[Data entries]
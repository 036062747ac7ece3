//! Ledger service: lifecycle, metrics and input validation around the engine.

use std::sync::Arc;
use std::time::Duration;

use parking_lot::RwLock;
use thiserror::Error;
use tracing::{info, instrument, warn};

use creditledger_common::{constants, ClientBalance, ClientId, EntryDraft, LedgerError, Statement};
use creditledger_ledger::TransactionEngine;

use crate::metrics::{LedgerMetrics, SharedMetrics};
use crate::state::ServiceState;

/// Errors surfaced by the service.
#[derive(Debug, Error)]
pub enum ServiceError {
    /// The service is not in a state that accepts requests.
    #[error("Service unavailable: {0:?}")]
    Unavailable(ServiceState),

    /// The ledger refused or failed the operation.
    #[error(transparent)]
    Ledger(#[from] LedgerError),
}

/// Decrements the active-request gauge when dropped.
struct InFlight<'a>(&'a LedgerMetrics);

impl<'a> InFlight<'a> {
    fn enter(metrics: &'a LedgerMetrics) -> Self {
        metrics.request_started();
        Self(metrics)
    }
}

impl Drop for InFlight<'_> {
    fn drop(&mut self) {
        self.0.request_finished();
    }
}

/// The ledger service shared by all request handlers.
pub struct LedgerService {
    /// Transaction engine over the configured store.
    engine: TransactionEngine,
    /// Current lifecycle state.
    state: RwLock<ServiceState>,
    /// Service metrics.
    metrics: SharedMetrics,
    /// Bound on draining in-flight requests at shutdown.
    shutdown_grace: Duration,
}

impl LedgerService {
    /// Create a new service instance in the `Starting` state.
    pub fn new(engine: TransactionEngine) -> Self {
        Self {
            engine,
            state: RwLock::new(ServiceState::Starting),
            metrics: Arc::new(LedgerMetrics::new()),
            shutdown_grace: constants::shutdown_grace(),
        }
    }

    /// Override the shutdown drain bound.
    pub fn with_shutdown_grace(mut self, grace: Duration) -> Self {
        self.shutdown_grace = grace;
        self
    }

    /// Start accepting requests.
    pub fn start(&self) {
        *self.state.write() = ServiceState::Running;
        info!("Ledger service running");
    }

    /// Stop gracefully: refuse new requests, drain in-flight ones, close the store.
    #[instrument(skip(self))]
    pub async fn stop(&self) {
        {
            let mut state = self.state.write();
            if matches!(*state, ServiceState::ShuttingDown | ServiceState::Stopped) {
                return;
            }
            *state = ServiceState::ShuttingDown;
        }
        info!("Stopping ledger service");

        let deadline = tokio::time::Instant::now() + self.shutdown_grace;
        while self.metrics.snapshot().requests_active > 0 {
            if tokio::time::Instant::now() >= deadline {
                warn!(
                    active = self.metrics.snapshot().requests_active,
                    "Shutdown grace elapsed with requests in flight"
                );
                break;
            }
            tokio::time::sleep(Duration::from_millis(10)).await;
        }

        self.engine.store().close().await;
        *self.state.write() = ServiceState::Stopped;
        info!("Ledger service stopped");
    }

    /// Get current state.
    pub fn state(&self) -> ServiceState {
        *self.state.read()
    }

    /// Check if accepting new requests.
    pub fn is_accepting_requests(&self) -> bool {
        self.state().accepts_requests()
    }

    /// Service metrics.
    pub fn metrics(&self) -> &SharedMetrics {
        &self.metrics
    }

    /// Validate raw request fields and record one entry.
    pub async fn submit_entry(
        &self,
        client_id: i32,
        value: i64,
        kind: &str,
        description: String,
    ) -> Result<ClientBalance, ServiceError> {
        let _in_flight = self.admit()?;
        self.metrics.submission_received();

        let result = async {
            let client_id = ClientId::new(client_id)?;
            let draft = EntryDraft::parse(value, kind, description)?;
            self.engine.submit_entry(client_id, &draft).await
        }
        .await;

        match &result {
            Ok(_) => self.metrics.entry_accepted(),
            Err(e) => self.metrics.record_error(e),
        }
        Ok(result?)
    }

    /// Fetch the statement for a client.
    pub async fn statement(&self, client_id: i32) -> Result<Statement, ServiceError> {
        let _in_flight = self.admit()?;

        let result = async {
            let client_id = ClientId::new(client_id)?;
            self.engine.get_statement(client_id).await
        }
        .await;

        match &result {
            Ok(_) => self.metrics.statement_served(),
            Err(e) => self.metrics.record_error(e),
        }
        Ok(result?)
    }

    /// Count a request that failed before reaching the service, such as a
    /// body that does not decode.
    pub fn record_rejected(&self, error: &LedgerError) {
        self.metrics.record_error(error);
    }

    /// Count an entry submission whose request never decoded. It still counts
    /// toward `submissions_total`.
    pub fn record_rejected_submission(&self, error: &LedgerError) {
        self.metrics.submission_received();
        self.metrics.record_error(error);
    }

    fn admit(&self) -> Result<InFlight<'_>, ServiceError> {
        // Registered before the state check so that `stop` never misses it.
        let in_flight = InFlight::enter(&self.metrics);
        let state = self.state();
        if !state.accepts_requests() {
            return Err(ServiceError::Unavailable(state));
        }
        Ok(in_flight)
    }
}
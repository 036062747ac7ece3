//! Committed per-client state held by the embedded store.

use chrono::{DateTime, Utc};

use creditledger_common::{ClientBalance, ClientId, Entry, LedgerError, Result};

use crate::journal::JournalBatch;

/// A client's limit, running balance, and entry log.
#[derive(Debug, Clone)]
pub struct ClientAccount {
    /// Client identifier.
    pub id: ClientId,
    /// Credit limit.
    pub limit: i64,
    /// Running balance, always the sum of `entries`.
    pub balance: i64,
    /// Append-only log in commit order.
    entries: Vec<Entry>,
}

impl ClientAccount {
    /// Open an account with a zero balance.
    pub fn new(id: ClientId, limit: i64) -> Result<Self> {
        if limit < 0 {
            return Err(LedgerError::validation(
                "limit",
                format!("limit must be non-negative, got {limit}"),
            ));
        }
        Ok(Self {
            id,
            limit,
            balance: 0,
            entries: Vec::new(),
        })
    }

    /// Current limit and balance.
    pub fn snapshot(&self) -> ClientBalance {
        ClientBalance::new(self.limit, self.balance)
    }

    /// Up to `n` entries, most recent first.
    pub fn recent(&self, n: usize) -> Vec<Entry> {
        self.entries.iter().rev().take(n).cloned().collect()
    }

    /// Sum of signed effects over the whole log.
    pub fn entries_sum(&self) -> i64 {
        self.entries.iter().map(Entry::signed_amount).sum()
    }

    /// Number of committed entries.
    pub fn entry_count(&self) -> usize {
        self.entries.len()
    }

    /// Publish a staged batch. Either the balance and the log both change or
    /// neither does.
    ///
    /// `recorded_at` is clamped to the last entry's timestamp so that commit
    /// order and timestamp order agree even if the wall clock steps back.
    pub fn apply(&mut self, batch: JournalBatch, recorded_at: DateTime<Utc>) -> Result<i64> {
        if batch.client_id != self.id {
            return Err(LedgerError::Store(format!(
                "batch for client {} applied to client {}",
                batch.client_id, self.id
            )));
        }
        if !batch.is_balanced() {
            return Err(LedgerError::Store(format!(
                "unbalanced batch for client {}: delta {} vs entries {}",
                self.id,
                batch.delta,
                batch.entries_effect()
            )));
        }
        let balance = self
            .balance
            .checked_add(batch.delta)
            .ok_or_else(|| LedgerError::Store("balance overflow".to_string()))?;

        let recorded_at = match self.entries.last() {
            Some(last) if last.recorded_at > recorded_at => last.recorded_at,
            _ => recorded_at,
        };

        self.entries.extend(batch.into_entries(recorded_at));
        self.balance = balance;
        Ok(balance)
    }
}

**About this task**
From the records above, quote only the lines running from the line with "#[derive(Debug, Clone)]" to the line with "pub fn recent(&self, n: usize)", both lines included.

**Output below**
#[derive(Debug, Clone)]
pub struct ClientAccount {
    /// Client identifier.
    pub id: ClientId,
    /// Credit limit.
    pub limit: i64,
    /// Running balance, always the sum of `entries`.
    pub balance: i64,
    /// Append-only log in commit order.
    entries: Vec<Entry>,
}

impl ClientAccount {
    /// Open an account with a zero balance.
    pub fn new(id: ClientId, limit: i64) -> Result<Self> {
        if limit < 0 {
            return Err(LedgerError::validation(
                "limit",
                format!("limit must be non-negative, got {limit}"),
            ));
        }
        Ok(Self {
            id,
            limit,
            balance: 0,
            entries: Vec::new(),
        })
    }

    /// Current limit and balance.
    pub fn snapshot(&self) -> ClientBalance {
        ClientBalance::new(self.limit, self.balance)
    }

    /// Up to `n` entries, most recent first.
    pub fn recent(&self, n: usize) -> Vec<Entry> {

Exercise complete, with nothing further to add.